- _Task item_: Whenever a line in the data holds the string "model", copy that line.

---------- Extracted entries

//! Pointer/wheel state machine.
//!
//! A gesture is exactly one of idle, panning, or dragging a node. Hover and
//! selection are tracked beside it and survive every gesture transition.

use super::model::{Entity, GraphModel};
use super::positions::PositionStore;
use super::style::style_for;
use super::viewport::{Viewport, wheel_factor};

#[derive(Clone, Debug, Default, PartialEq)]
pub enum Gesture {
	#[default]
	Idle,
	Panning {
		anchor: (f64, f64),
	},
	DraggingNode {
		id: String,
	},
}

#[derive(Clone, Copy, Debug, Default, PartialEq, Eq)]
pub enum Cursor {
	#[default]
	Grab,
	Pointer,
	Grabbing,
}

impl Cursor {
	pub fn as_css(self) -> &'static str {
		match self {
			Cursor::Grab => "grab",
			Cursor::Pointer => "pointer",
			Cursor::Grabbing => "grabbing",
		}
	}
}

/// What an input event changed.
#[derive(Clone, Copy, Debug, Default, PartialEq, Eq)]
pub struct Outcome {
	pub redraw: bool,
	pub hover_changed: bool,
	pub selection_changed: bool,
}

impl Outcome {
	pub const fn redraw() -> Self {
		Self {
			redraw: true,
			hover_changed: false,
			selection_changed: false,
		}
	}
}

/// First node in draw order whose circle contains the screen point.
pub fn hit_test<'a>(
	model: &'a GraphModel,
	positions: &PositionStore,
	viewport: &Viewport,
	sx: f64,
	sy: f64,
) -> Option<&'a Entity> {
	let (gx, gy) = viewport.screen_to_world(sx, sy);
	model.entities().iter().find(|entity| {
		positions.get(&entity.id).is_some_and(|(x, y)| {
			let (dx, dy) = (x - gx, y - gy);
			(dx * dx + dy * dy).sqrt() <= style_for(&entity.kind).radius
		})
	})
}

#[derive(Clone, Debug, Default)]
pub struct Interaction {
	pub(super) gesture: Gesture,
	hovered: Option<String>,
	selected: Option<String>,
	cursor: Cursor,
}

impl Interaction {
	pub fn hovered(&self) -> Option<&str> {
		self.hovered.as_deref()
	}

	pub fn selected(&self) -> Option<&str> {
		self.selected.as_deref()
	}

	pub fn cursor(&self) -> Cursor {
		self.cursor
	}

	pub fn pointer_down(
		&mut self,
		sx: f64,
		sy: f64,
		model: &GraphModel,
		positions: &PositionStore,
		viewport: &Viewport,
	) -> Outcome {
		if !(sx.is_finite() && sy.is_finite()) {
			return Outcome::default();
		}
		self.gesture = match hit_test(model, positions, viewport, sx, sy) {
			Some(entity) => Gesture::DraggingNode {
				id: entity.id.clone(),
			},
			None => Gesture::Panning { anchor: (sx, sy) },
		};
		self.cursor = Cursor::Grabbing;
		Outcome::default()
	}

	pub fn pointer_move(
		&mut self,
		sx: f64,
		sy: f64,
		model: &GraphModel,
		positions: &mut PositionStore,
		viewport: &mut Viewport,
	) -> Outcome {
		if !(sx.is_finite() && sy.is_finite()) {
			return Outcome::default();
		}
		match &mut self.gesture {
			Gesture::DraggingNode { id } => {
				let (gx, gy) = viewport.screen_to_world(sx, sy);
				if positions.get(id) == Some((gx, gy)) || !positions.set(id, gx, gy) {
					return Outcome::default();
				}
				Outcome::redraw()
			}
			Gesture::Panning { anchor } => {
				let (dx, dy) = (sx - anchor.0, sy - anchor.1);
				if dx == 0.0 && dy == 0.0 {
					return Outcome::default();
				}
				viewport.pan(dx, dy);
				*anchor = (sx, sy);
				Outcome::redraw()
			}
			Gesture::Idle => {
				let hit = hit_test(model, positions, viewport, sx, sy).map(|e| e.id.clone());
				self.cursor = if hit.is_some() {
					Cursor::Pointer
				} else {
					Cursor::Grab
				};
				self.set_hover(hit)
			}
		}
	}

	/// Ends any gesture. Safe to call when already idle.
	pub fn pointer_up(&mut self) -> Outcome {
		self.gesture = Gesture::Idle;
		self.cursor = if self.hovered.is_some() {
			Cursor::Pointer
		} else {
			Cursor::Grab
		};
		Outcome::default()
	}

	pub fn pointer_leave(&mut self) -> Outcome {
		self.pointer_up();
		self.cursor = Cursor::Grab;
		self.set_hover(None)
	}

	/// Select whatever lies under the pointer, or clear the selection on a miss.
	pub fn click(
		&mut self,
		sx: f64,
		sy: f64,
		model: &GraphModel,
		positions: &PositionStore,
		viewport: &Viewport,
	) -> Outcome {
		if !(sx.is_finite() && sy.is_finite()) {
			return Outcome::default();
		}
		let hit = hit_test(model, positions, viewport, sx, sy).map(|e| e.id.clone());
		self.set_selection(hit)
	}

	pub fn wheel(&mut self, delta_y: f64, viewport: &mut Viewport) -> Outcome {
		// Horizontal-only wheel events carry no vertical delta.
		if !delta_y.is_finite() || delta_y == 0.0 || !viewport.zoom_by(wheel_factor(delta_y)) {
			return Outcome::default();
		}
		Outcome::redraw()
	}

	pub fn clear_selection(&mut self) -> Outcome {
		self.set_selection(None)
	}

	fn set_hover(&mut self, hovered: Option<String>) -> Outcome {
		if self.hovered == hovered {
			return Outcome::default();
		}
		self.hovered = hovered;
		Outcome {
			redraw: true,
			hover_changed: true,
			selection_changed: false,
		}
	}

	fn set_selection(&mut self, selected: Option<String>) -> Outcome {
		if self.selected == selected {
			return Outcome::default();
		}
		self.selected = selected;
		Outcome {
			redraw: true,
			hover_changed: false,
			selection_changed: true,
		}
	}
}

--------------------
---------- Extracted entries

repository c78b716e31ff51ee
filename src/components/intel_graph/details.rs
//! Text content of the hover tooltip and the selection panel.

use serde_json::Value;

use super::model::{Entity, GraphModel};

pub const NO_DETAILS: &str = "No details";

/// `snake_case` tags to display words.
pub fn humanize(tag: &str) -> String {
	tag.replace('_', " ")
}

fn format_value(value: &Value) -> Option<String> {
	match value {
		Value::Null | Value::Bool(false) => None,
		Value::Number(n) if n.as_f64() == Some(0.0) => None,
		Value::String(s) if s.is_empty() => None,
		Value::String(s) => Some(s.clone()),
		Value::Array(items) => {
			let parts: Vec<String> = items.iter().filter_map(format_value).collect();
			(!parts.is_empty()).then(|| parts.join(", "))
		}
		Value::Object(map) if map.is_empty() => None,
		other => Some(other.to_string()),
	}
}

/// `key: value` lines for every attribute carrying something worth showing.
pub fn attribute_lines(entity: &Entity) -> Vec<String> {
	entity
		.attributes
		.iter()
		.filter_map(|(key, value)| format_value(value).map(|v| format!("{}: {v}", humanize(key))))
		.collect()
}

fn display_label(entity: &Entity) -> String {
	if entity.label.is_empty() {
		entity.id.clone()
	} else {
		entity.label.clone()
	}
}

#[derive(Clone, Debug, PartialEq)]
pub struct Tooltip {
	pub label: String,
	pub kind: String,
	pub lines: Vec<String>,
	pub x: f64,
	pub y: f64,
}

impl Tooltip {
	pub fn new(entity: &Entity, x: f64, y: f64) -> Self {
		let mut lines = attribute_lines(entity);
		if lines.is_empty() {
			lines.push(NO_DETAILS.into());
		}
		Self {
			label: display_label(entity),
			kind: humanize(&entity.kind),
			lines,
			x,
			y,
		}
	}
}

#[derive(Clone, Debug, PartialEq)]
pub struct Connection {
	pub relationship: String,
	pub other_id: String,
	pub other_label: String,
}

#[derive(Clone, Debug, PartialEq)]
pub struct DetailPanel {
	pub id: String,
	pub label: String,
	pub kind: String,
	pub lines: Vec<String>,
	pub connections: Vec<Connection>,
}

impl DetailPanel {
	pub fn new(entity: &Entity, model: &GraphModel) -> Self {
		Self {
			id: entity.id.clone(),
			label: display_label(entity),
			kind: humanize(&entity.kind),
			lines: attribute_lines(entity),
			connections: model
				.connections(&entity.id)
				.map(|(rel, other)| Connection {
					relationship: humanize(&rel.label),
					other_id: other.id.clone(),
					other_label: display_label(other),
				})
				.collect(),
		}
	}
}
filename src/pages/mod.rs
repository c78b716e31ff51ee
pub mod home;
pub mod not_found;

--------------------

- _Result below_:
use super::model::{Entity, GraphModel};
	model: &'a GraphModel,
	model.entities().iter().find(|entity| {
		model: &GraphModel,
		self.gesture = match hit_test(model, positions, viewport, sx, sy) {
		model: &GraphModel,
				let hit = hit_test(model, positions, viewport, sx, sy).map(|e| e.id.clone());
		model: &GraphModel,
		let hit = hit_test(model, positions, viewport, sx, sy).map(|e| e.id.clone());
use super::model::{Entity, GraphModel};
	pub fn new(entity: &Entity, model: &GraphModel) -> Self {
			connections: model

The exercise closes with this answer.